##### Data records

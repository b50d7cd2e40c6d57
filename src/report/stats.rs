//! Statistics and time formatting for suite results.
//!
//! Pure aggregation over the input tree: spec and scenario counts, success
//! rate, and human readable durations.

use super::types::Summary;
use crate::types::{ExecStatus, SpecResult};

/// Count specifications by outcome.
///
/// Not-executed specs count as skipped so that
/// `passed + failed + skipped == total` always holds.
pub fn summarize_specs(specs: &[SpecResult]) -> Summary {
    summarize_statuses(specs.iter().map(|s| s.status))
}

/// Count the scenarios of one specification by outcome.
pub fn summarize_scenarios(spec: &SpecResult) -> Summary {
    summarize_statuses(spec.scenarios().map(|s| s.status))
}

fn summarize_statuses(statuses: impl Iterator<Item = ExecStatus>) -> Summary {
    let mut summary = Summary::default();
    for status in statuses {
        summary.total += 1;
        match status {
            ExecStatus::Passed => summary.passed += 1,
            ExecStatus::Failed => summary.failed += 1,
            ExecStatus::Skipped | ExecStatus::NotExecuted => summary.skipped += 1,
        }
    }
    summary
}

/// Percentage of passed entries, 0 for an empty summary.
pub fn success_rate(summary: &Summary) -> f64 {
    if summary.total == 0 {
        return 0.0;
    }
    100.0 * summary.passed as f64 / summary.total as f64
}

/// Format a duration in milliseconds as "1h 2m 3s".
///
/// Leading zero units are dropped, so 65 seconds is "1m 5s" and zero is "0s".
/// Non-zero durations under a second keep their milliseconds ("250ms").
pub fn format_time(millis: u64) -> String {
    if millis > 0 && millis < 1000 {
        return format!("{}ms", millis);
    }

    let total_secs = millis / 1000;
    let hours = total_secs / 3600;
    let minutes = (total_secs % 3600) / 60;
    let seconds = total_secs % 60;

    if hours > 0 {
        format!("{}h {}m {}s", hours, minutes, seconds)
    } else if minutes > 0 {
        format!("{}m {}s", minutes, seconds)
    } else {
        format!("{}s", seconds)
    }
}

#[cfg(test)]
mod tests {
    use super::*;
    use crate::types::{ScenarioResult, SpecItem};
    use std::path::PathBuf;

    fn spec(status: ExecStatus) -> SpecResult {
        SpecResult {
            heading: "Spec".to_string(),
            file_name: PathBuf::from("specs/a.spec"),
            tags: vec![],
            status,
            execution_time: 0,
            pre_hook_failure: None,
            post_hook_failure: None,
            items: vec![],
            errors: vec![],
        }
    }

    fn scenario(status: ExecStatus) -> ScenarioResult {
        ScenarioResult {
            heading: "Scenario".to_string(),
            tags: vec![],
            status,
            execution_time: 0,
            contexts: vec![],
            items: vec![],
            teardowns: vec![],
            pre_hook_failure: None,
            post_hook_failure: None,
        }
    }

    #[test]
    fn test_empty_summary() {
        let summary = summarize_specs(&[]);
        assert_eq!(summary, Summary::default());
        assert_eq!(success_rate(&summary), 0.0);
    }

    #[test]
    fn test_counts_always_add_up_to_total() {
        let specs = vec![
            spec(ExecStatus::Passed),
            spec(ExecStatus::Failed),
            spec(ExecStatus::Skipped),
            spec(ExecStatus::NotExecuted),
            spec(ExecStatus::Passed),
        ];

        let summary = summarize_specs(&specs);

        assert_eq!(summary.total, 5);
        assert_eq!(summary.passed, 2);
        assert_eq!(summary.failed, 1);
        assert_eq!(summary.skipped, 2);
        assert_eq!(summary.passed + summary.failed + summary.skipped, summary.total);
    }

    #[test]
    fn test_success_rate() {
        let summary = Summary { total: 4, failed: 1, passed: 3, skipped: 0 };
        assert_eq!(success_rate(&summary), 75.0);

        let thirds = Summary { total: 3, failed: 1, passed: 2, skipped: 0 };
        assert!((success_rate(&thirds) - 66.666).abs() < 0.01);
    }

    #[test]
    fn test_scenario_summary_includes_table_driven_rows() {
        let mut s = spec(ExecStatus::Failed);
        s.items = vec![
            SpecItem::Comment { text: "not a scenario".to_string() },
            SpecItem::Scenario(scenario(ExecStatus::Passed)),
            SpecItem::TableDrivenScenario { scenario: scenario(ExecStatus::Passed), table_row_index: 0 },
            SpecItem::TableDrivenScenario { scenario: scenario(ExecStatus::Failed), table_row_index: 1 },
        ];

        let summary = summarize_scenarios(&s);

        assert_eq!(summary, Summary { total: 3, failed: 1, passed: 2, skipped: 0 });
    }

    #[test]
    fn test_format_time() {
        assert_eq!(format_time(0), "0s");
        assert_eq!(format_time(250), "250ms");
        assert_eq!(format_time(1_999), "1s");
        assert_eq!(format_time(65_000), "1m 5s");
        assert_eq!(format_time(3_600_000), "1h 0m 0s");
        assert_eq!(format_time(3_723_000), "1h 2m 3s");
    }
}
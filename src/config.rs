/// Configuration resolution module
///
/// This module handles:
/// - Building a ReportConfig from CLI arguments
/// - Resolving the project root (flag, environment, working directory)
use crate::cli::CliArgs;
use log::debug;
use std::env;
use std::path::{Path, PathBuf};

/// Environment variable consulted when `--project-root` is not given
pub const PROJECT_ROOT_ENV: &str = "SUITE_REPORT_PROJECT_ROOT";

/// Fully resolved settings for one generation run
#[derive(Debug, Clone, PartialEq)]
pub struct ReportConfig {
    /// Suite result file
    pub input: PathBuf,
    /// Directory all pages and assets are written under
    pub report_dir: PathBuf,
    /// Absolute root spec paths are made relative to
    pub project_root: PathBuf,
    /// Worker threads (0 = one per CPU)
    pub jobs: usize,
}

/// Build a complete ReportConfig from CLI arguments
///
/// Everything is resolved upfront so the runner receives an immutable,
/// validated configuration.
pub fn build_report_config(args: &CliArgs) -> Result<ReportConfig, String> {
    let project_root = resolve_project_root(args.project_root.as_deref(), env::var(PROJECT_ROOT_ENV).ok())?;
    debug!("Project root: {}", project_root.display());

    Ok(ReportConfig {
        input: args.input.clone(),
        report_dir: args.output_dir.clone(),
        project_root,
        jobs: args.jobs,
    })
}

/// Pick the project root: explicit flag, then the environment, then the
/// working directory. Relative roots are made absolute.
fn resolve_project_root(flag: Option<&Path>, env_value: Option<String>) -> Result<PathBuf, String> {
    let root = match (flag, env_value) {
        (Some(path), _) => path.to_path_buf(),
        (None, Some(value)) if !value.trim().is_empty() => {
            debug!("Using project root from {}", PROJECT_ROOT_ENV);
            PathBuf::from(value)
        }
        _ => env::current_dir().map_err(|e| format!("Failed to read current directory: {}", e))?,
    };

    std::path::absolute(&root).map_err(|e| format!("Invalid project root {}: {}", root.display(), e))
}

#[cfg(test)]
#[path = "config_test.rs"]
mod config_test;
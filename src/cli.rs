use clap::Parser;
use std::path::PathBuf;

/// Default report directory, relative to the working directory
pub const DEFAULT_OUTPUT_DIR: &str = "reports/html-report";

#[derive(Parser, Debug, Clone)]
#[command(name = "suite-report")]
#[command(about = "Generate a static HTML report from a test suite result")]
#[command(version)]
pub struct CliArgs {
    /// Suite result to render (JSON)
    #[arg(long, short = 'i', value_name = "FILE")]
    pub input: PathBuf,

    /// Directory the report is written to (created if missing)
    #[arg(long, short = 'o', value_name = "DIR", default_value = DEFAULT_OUTPUT_DIR)]
    pub output_dir: PathBuf,

    /// Root that spec file paths are made relative to
    /// Default: $SUITE_REPORT_PROJECT_ROOT, then the current directory
    #[arg(long, value_name = "DIR")]
    pub project_root: Option<PathBuf>,

    /// Number of worker threads rendering pages (0 = one per CPU)
    #[arg(long, short = 'j', default_value = "0")]
    pub jobs: usize,
}

impl CliArgs {
    /// Parse command-line arguments
    pub fn parse_args() -> Self {
        CliArgs::parse()
    }

    /// Validate arguments before any output is written
    pub fn validate(&self) -> Result<(), String> {
        if !self.input.is_file() {
            return Err(format!("Suite result not found: {}", self.input.display()));
        }

        if self.output_dir.is_file() {
            return Err(format!("Output path is a file, not a directory: {}", self.output_dir.display()));
        }

        if let Some(ref root) = self.project_root
            && !root.is_dir()
        {
            return Err(format!("Project root is not a directory: {}", root.display()));
        }

        Ok(())
    }
}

##########

Exactly as they appear above, output the lines of the data from the first through the one that contains "use super::types::Summary;", and only those lines.

Exercise answer
repository b50d7cd2e40c6d57
filename src/report/stats.rs
//! Statistics and time formatting for suite results.
//!
//! Pure aggregation over the input tree: spec and scenario counts, success
//! rate, and human readable durations.

use super::types::Summary;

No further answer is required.